» ASSIGNMENT: For each line of the data below that contains "before", return that line.

» INPUT RECORDS:
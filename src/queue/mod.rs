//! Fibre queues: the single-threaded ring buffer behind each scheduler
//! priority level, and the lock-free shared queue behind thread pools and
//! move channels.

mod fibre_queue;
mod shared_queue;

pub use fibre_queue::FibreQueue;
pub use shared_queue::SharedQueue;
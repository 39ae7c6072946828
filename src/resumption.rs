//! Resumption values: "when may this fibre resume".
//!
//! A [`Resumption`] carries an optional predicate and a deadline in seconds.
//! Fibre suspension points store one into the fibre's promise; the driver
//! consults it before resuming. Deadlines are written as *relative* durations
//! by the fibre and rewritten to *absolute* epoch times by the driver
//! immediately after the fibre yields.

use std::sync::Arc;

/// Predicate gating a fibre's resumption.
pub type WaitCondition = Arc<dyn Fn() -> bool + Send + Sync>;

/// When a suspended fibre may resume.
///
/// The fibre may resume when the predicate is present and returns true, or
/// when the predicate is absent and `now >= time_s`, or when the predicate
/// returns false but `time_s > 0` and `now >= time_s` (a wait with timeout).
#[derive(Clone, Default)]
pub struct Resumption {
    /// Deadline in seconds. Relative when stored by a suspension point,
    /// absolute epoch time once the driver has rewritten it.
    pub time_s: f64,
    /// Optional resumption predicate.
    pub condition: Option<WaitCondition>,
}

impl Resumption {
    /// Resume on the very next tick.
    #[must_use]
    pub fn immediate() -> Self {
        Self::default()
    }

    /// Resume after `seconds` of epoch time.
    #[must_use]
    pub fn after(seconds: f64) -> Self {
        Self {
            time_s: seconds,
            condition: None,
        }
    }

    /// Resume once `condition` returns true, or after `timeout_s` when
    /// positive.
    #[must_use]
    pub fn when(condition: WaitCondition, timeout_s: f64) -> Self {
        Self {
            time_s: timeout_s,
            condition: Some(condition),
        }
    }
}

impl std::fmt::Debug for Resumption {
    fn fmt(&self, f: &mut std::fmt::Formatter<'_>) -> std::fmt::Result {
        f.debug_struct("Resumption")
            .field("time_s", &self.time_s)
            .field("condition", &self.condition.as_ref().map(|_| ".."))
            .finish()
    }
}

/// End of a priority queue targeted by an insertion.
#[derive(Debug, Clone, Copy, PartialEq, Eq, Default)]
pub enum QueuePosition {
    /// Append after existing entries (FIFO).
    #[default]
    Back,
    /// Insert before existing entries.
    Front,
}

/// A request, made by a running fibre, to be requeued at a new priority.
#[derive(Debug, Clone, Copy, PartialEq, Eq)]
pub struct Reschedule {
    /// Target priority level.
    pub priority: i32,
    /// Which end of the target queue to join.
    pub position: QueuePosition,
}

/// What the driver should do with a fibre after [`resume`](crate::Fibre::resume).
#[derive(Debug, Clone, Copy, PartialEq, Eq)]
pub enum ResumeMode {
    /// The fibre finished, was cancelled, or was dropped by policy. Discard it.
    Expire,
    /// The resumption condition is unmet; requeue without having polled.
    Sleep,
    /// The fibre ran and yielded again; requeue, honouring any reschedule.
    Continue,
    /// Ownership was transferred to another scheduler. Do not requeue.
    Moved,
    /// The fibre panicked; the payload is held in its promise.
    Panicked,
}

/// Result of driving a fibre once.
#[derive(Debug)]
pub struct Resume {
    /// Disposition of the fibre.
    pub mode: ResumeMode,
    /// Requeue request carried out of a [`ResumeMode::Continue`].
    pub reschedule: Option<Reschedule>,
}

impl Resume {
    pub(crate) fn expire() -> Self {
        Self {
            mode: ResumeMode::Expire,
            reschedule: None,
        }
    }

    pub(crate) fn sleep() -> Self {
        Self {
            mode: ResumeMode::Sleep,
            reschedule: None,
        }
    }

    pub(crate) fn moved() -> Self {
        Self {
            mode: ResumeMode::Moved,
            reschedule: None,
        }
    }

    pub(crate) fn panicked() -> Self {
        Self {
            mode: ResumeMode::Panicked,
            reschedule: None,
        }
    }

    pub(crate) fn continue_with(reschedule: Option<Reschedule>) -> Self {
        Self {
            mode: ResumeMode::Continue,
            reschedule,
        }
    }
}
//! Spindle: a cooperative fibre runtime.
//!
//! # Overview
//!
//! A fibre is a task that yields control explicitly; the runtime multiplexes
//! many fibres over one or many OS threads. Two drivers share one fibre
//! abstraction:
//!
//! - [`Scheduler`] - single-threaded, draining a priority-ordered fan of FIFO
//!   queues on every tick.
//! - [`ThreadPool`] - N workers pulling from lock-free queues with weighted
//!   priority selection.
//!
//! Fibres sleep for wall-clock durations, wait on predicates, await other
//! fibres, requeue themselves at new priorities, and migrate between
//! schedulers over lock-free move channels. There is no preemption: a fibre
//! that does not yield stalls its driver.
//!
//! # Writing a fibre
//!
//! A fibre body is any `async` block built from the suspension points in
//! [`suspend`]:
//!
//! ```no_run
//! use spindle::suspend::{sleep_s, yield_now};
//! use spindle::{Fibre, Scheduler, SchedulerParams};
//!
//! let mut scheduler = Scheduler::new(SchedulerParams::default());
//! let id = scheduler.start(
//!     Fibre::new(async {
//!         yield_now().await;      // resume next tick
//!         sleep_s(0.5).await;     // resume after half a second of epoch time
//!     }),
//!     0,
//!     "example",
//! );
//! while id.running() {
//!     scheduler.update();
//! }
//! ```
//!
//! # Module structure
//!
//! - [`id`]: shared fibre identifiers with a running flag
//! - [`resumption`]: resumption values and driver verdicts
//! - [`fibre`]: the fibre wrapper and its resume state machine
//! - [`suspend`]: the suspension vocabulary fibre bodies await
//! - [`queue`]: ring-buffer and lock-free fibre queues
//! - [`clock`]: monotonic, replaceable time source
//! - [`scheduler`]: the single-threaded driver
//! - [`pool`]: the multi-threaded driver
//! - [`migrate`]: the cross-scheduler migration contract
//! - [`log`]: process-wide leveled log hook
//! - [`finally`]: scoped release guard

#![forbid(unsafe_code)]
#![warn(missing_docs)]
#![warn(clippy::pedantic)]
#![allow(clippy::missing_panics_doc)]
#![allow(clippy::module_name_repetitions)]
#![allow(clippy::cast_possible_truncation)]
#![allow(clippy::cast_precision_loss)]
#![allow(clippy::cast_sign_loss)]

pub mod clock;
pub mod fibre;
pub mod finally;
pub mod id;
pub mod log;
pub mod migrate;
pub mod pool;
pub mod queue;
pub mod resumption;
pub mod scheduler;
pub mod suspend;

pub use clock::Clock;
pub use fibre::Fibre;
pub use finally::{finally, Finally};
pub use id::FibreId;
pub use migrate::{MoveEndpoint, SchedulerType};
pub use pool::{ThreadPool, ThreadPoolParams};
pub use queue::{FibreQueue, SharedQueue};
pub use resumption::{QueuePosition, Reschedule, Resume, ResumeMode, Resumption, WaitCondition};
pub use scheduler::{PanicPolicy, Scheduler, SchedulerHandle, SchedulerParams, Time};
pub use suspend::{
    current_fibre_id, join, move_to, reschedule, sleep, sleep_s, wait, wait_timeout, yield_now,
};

» OUTPUT:
//! consults it before resuming. Deadlines are written as *relative* durations
    /// Insert before existing entries.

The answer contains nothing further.